■ **What needs to be done**
In the listing below, locate the lines bearing the word "RefCell". Copy every one of them.

■ **Data in this exercise**

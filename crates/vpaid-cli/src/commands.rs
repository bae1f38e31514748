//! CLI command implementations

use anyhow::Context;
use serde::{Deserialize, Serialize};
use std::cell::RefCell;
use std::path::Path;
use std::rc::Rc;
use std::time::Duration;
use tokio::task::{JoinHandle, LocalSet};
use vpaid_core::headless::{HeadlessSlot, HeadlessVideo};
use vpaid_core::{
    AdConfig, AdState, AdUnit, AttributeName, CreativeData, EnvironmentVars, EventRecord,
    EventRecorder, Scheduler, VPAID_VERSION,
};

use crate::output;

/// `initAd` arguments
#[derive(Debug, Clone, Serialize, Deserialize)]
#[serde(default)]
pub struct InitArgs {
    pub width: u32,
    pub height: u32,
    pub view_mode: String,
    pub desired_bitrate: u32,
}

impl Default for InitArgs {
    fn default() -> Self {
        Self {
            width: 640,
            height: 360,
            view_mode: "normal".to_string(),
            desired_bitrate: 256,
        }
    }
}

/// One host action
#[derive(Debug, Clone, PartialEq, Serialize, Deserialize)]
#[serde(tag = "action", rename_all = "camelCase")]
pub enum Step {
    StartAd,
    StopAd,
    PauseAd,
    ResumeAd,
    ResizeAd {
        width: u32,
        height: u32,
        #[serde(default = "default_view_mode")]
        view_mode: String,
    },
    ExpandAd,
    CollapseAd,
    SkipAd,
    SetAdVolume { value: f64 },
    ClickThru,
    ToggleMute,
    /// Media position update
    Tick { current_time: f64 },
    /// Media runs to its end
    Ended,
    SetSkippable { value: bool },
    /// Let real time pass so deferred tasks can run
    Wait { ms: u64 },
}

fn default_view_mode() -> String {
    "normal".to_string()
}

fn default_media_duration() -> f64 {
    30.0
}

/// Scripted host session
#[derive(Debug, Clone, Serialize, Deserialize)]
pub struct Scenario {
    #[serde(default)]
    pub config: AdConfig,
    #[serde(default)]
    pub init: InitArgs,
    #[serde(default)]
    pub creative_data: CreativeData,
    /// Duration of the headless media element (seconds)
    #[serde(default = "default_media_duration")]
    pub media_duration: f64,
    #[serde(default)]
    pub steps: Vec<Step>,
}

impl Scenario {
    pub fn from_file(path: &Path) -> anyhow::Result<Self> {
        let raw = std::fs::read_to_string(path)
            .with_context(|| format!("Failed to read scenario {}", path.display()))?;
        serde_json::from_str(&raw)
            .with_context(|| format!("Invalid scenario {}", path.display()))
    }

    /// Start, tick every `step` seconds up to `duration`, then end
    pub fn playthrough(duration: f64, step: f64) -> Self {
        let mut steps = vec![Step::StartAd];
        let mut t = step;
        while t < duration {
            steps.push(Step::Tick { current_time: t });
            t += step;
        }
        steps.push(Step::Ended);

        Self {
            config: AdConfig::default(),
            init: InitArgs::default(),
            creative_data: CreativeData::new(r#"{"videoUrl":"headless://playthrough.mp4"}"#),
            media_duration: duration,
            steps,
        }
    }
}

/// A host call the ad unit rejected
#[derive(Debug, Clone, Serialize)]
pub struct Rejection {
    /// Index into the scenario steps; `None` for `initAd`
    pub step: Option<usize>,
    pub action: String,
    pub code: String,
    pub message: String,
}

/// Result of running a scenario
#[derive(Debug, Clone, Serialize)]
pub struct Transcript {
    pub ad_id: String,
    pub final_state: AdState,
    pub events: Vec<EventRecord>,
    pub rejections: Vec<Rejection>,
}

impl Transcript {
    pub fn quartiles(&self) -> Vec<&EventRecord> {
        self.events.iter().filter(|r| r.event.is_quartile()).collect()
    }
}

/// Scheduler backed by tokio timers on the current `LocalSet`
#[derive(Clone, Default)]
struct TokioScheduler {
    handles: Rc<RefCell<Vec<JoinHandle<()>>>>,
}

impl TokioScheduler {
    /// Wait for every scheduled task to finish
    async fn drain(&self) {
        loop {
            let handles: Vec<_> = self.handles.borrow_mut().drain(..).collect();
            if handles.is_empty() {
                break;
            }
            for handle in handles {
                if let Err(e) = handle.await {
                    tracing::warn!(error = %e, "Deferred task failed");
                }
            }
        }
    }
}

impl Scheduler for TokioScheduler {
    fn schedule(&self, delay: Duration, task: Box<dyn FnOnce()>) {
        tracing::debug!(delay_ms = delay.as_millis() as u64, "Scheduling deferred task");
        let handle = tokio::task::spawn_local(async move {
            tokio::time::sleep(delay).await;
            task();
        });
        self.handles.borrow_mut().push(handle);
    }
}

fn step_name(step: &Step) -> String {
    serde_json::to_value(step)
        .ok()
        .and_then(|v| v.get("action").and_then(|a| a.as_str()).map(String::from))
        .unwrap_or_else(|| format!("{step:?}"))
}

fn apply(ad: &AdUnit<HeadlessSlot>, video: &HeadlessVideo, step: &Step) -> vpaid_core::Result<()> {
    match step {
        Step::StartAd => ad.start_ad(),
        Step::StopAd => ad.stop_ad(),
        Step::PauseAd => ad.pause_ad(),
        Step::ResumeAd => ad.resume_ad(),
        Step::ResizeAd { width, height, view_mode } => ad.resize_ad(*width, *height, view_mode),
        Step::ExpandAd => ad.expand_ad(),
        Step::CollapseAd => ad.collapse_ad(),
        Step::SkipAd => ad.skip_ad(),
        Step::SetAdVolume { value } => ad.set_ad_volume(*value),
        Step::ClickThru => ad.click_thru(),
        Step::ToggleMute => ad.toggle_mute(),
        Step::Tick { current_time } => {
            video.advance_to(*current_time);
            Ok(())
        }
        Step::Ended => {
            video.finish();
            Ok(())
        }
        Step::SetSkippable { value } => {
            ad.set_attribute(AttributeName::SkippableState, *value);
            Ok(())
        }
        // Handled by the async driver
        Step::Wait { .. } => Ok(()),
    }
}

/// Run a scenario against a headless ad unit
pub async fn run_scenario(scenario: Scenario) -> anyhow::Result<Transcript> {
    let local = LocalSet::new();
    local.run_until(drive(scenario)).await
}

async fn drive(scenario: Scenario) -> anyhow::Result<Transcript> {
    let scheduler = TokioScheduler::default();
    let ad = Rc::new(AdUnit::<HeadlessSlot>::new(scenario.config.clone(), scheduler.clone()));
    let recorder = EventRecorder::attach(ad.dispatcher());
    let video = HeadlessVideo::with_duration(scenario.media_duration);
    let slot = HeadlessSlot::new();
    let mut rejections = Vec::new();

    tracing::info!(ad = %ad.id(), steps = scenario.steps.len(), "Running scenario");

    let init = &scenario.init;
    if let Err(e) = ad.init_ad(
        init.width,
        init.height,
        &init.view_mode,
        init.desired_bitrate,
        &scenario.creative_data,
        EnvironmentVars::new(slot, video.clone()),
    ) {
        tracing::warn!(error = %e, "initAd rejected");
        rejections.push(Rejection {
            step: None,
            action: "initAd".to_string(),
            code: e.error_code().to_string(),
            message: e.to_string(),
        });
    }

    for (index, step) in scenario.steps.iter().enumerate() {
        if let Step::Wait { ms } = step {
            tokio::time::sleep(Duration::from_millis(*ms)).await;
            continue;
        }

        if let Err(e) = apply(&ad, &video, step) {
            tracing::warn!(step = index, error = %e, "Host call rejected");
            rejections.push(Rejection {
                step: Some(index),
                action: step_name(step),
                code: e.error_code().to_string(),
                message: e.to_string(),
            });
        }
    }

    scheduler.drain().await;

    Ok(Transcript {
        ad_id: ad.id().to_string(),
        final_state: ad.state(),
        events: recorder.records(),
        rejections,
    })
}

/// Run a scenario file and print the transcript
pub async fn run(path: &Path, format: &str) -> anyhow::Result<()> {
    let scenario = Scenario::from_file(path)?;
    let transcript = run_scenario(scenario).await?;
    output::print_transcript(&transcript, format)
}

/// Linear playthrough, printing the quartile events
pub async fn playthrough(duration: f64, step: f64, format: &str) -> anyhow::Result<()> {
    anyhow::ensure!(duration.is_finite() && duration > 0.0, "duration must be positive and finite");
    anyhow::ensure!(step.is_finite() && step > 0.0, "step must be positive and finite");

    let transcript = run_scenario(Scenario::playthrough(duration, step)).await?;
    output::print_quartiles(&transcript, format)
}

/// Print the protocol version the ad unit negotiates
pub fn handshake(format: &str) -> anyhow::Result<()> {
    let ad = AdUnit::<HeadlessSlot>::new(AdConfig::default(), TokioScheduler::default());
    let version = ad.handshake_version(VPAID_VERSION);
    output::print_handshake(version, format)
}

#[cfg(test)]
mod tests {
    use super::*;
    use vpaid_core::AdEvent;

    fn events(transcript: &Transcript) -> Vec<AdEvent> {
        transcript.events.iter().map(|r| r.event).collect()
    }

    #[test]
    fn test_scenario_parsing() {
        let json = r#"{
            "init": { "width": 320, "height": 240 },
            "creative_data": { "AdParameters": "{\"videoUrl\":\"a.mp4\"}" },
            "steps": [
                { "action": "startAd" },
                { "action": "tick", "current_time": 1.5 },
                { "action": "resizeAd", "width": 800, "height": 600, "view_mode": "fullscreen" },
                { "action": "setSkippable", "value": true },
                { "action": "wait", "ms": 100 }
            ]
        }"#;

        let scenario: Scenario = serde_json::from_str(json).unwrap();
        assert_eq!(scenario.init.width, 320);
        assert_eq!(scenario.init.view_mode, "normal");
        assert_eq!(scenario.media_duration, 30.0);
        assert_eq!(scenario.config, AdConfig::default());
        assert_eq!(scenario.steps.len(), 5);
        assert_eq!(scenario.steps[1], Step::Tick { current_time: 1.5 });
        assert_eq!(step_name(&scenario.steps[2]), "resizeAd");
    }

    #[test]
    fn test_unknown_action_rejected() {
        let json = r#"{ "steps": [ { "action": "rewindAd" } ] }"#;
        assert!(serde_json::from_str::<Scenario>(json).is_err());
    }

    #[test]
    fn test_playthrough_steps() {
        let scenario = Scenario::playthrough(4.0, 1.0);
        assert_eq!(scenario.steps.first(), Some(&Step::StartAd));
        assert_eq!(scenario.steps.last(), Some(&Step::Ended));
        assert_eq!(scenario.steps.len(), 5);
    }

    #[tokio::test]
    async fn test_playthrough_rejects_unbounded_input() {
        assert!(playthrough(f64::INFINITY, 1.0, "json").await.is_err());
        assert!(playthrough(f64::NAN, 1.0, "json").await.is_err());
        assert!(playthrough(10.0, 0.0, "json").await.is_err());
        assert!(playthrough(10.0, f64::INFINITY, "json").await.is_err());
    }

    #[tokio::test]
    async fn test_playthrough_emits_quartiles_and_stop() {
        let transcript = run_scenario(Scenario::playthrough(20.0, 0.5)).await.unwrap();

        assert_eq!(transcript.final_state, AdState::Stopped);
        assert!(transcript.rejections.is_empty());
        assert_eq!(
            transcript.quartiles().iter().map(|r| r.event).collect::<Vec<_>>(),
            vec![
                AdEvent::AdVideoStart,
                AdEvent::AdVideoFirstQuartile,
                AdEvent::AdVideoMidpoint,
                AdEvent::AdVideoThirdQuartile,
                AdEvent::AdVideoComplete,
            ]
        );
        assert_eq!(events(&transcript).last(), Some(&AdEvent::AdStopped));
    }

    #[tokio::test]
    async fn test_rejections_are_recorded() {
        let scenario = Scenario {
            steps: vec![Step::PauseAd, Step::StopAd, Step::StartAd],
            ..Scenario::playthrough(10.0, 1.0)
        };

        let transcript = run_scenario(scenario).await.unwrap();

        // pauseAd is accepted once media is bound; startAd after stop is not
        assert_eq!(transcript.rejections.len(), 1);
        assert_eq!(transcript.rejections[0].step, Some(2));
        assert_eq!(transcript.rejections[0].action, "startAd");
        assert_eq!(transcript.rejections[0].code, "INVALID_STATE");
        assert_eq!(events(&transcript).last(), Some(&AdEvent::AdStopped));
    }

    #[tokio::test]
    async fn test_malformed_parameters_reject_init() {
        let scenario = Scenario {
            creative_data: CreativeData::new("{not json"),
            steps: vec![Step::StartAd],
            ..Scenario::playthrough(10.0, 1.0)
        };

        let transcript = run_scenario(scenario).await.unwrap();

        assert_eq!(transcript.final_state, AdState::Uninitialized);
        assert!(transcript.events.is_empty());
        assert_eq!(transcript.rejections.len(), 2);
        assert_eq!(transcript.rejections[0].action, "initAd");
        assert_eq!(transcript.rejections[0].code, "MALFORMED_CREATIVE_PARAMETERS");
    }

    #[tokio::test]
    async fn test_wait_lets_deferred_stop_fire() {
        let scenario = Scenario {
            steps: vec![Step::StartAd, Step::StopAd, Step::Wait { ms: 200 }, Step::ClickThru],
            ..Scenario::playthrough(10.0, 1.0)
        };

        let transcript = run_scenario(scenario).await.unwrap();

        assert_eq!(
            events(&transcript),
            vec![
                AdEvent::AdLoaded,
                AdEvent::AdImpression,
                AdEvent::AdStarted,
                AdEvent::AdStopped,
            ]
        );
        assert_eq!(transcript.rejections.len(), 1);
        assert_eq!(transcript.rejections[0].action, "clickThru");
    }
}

* * *

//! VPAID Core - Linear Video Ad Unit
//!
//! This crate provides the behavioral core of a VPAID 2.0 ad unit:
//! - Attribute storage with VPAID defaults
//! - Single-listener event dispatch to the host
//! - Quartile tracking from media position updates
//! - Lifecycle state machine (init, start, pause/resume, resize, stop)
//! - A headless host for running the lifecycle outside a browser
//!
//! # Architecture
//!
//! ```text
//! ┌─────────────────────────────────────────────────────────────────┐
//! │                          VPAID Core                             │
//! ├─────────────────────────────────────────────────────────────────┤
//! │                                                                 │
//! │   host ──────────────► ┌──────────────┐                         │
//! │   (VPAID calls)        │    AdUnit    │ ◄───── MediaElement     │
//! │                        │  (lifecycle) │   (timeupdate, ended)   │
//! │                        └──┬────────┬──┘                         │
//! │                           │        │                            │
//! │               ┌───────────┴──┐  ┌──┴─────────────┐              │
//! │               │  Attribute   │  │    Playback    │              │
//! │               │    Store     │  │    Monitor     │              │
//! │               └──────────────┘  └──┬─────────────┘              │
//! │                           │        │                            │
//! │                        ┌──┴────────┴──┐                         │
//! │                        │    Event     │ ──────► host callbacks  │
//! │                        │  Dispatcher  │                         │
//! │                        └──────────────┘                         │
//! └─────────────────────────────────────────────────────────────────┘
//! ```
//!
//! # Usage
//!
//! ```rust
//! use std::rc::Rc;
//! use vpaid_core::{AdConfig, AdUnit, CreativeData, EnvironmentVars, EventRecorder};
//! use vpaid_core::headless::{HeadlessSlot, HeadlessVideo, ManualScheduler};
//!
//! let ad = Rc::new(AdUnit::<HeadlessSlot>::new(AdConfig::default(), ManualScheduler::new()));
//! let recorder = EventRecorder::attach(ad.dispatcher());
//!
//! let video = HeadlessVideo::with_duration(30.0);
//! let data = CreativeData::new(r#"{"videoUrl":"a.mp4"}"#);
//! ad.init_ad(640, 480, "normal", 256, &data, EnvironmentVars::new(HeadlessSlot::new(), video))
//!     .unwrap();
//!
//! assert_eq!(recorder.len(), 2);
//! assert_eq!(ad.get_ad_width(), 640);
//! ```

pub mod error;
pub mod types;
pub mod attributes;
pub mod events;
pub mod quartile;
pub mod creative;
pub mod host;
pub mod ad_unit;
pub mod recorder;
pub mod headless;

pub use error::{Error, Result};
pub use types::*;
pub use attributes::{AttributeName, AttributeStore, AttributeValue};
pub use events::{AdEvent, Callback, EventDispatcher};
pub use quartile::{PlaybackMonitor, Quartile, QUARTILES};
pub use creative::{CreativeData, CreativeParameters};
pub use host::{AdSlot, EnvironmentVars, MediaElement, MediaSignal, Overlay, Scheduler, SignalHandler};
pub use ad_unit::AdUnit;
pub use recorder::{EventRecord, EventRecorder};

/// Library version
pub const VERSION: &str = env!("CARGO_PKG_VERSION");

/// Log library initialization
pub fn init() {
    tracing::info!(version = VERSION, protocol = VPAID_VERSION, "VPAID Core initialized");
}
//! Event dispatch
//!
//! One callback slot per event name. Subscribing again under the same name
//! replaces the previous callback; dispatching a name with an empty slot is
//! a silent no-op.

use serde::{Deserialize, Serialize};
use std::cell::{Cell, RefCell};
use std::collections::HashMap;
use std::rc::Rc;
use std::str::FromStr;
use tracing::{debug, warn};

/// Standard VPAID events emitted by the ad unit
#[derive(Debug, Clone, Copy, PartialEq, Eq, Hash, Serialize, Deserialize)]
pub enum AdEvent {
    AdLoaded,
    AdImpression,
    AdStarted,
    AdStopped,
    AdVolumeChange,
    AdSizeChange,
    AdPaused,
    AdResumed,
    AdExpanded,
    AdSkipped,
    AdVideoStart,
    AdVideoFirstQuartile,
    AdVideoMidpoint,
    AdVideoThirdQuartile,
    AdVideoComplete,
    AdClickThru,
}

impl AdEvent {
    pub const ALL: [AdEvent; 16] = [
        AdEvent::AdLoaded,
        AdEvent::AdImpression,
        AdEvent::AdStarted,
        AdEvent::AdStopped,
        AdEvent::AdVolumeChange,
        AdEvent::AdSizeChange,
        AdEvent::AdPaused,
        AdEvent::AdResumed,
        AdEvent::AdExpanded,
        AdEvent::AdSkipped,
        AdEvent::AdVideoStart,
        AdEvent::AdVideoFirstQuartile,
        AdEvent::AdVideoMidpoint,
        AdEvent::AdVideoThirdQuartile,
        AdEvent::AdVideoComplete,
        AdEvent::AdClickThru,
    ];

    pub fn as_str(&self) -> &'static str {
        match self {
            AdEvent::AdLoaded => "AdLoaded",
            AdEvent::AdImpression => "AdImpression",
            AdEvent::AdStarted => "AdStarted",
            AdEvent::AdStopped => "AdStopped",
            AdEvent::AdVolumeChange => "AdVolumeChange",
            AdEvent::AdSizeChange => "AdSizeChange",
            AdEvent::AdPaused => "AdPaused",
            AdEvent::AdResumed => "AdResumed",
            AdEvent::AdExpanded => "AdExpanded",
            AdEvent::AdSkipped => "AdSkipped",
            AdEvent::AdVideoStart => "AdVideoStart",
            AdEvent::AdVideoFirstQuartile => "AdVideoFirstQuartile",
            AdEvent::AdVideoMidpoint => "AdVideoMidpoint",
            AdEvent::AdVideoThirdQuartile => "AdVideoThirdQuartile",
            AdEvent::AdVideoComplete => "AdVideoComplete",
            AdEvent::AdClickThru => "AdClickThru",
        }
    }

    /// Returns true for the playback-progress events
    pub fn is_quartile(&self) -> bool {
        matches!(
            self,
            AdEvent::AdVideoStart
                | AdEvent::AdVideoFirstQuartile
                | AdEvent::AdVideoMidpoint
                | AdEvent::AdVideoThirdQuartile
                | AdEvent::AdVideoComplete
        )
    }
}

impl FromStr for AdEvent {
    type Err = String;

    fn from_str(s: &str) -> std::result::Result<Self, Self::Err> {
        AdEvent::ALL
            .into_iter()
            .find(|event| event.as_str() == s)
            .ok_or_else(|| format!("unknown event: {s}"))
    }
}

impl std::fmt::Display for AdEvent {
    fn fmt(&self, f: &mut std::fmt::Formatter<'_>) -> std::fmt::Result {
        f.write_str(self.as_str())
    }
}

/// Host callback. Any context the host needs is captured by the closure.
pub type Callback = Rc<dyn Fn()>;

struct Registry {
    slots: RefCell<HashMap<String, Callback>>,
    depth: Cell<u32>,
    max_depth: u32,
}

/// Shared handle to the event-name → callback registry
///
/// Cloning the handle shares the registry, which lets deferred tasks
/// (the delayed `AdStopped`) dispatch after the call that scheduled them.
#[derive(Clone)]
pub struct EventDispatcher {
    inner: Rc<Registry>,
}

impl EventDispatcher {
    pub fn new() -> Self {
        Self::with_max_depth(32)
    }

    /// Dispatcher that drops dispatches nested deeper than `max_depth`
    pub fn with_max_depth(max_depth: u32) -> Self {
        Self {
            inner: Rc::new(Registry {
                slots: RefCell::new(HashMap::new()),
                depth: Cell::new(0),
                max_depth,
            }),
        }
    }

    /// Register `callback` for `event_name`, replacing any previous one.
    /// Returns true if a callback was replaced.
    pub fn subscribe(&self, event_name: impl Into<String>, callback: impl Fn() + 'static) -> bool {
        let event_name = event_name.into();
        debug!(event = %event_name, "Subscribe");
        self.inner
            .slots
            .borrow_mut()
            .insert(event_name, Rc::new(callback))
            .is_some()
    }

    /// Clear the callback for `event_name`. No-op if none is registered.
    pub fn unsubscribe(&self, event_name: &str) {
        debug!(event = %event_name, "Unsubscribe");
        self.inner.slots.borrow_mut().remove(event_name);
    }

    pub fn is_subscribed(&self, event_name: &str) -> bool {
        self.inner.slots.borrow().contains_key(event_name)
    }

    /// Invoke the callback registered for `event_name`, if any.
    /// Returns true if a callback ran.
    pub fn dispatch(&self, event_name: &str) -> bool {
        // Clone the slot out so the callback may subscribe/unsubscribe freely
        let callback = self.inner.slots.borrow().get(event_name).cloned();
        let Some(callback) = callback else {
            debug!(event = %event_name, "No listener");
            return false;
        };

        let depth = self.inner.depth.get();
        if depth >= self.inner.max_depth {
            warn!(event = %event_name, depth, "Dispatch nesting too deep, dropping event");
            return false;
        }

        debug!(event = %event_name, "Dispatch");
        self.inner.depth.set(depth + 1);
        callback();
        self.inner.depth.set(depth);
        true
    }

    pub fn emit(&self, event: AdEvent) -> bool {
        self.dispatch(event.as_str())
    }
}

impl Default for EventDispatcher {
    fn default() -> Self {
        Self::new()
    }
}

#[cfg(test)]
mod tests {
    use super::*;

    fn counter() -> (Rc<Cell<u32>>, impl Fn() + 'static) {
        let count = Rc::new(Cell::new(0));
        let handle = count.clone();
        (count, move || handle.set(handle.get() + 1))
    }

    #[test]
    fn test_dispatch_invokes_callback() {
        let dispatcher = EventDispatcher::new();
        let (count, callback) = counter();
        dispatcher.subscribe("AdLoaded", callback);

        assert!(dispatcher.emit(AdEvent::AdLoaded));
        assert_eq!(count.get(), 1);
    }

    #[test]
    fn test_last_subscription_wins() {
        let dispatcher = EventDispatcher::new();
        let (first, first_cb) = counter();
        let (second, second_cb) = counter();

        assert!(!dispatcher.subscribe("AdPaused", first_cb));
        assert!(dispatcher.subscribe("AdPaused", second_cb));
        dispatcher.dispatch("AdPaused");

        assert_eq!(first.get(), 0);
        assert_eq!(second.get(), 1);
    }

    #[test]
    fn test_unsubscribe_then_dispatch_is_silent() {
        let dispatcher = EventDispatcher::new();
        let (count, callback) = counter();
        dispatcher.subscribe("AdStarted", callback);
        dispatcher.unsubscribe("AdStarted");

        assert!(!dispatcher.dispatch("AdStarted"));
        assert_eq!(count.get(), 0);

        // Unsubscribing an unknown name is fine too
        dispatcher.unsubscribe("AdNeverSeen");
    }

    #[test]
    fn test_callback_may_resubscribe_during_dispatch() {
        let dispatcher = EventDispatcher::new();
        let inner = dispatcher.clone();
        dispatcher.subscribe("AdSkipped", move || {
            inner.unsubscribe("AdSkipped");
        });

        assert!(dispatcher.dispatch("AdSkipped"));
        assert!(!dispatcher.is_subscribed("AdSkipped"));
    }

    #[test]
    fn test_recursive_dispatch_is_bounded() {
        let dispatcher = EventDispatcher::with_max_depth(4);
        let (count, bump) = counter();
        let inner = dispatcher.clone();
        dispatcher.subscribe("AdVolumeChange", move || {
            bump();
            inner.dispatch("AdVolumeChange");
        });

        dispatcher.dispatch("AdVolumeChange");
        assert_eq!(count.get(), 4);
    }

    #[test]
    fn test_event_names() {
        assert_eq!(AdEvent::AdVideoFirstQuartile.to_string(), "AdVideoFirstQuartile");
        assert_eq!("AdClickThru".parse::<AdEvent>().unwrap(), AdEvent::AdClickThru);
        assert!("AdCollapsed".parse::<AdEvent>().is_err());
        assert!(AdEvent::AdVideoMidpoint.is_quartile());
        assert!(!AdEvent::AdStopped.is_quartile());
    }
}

■ **Answer to this task**
use std::cell::RefCell;
    handles: Rc<RefCell<Vec<JoinHandle<()>>>>,
use std::cell::{Cell, RefCell};
    slots: RefCell<HashMap<String, Callback>>,
                slots: RefCell::new(HashMap::new()),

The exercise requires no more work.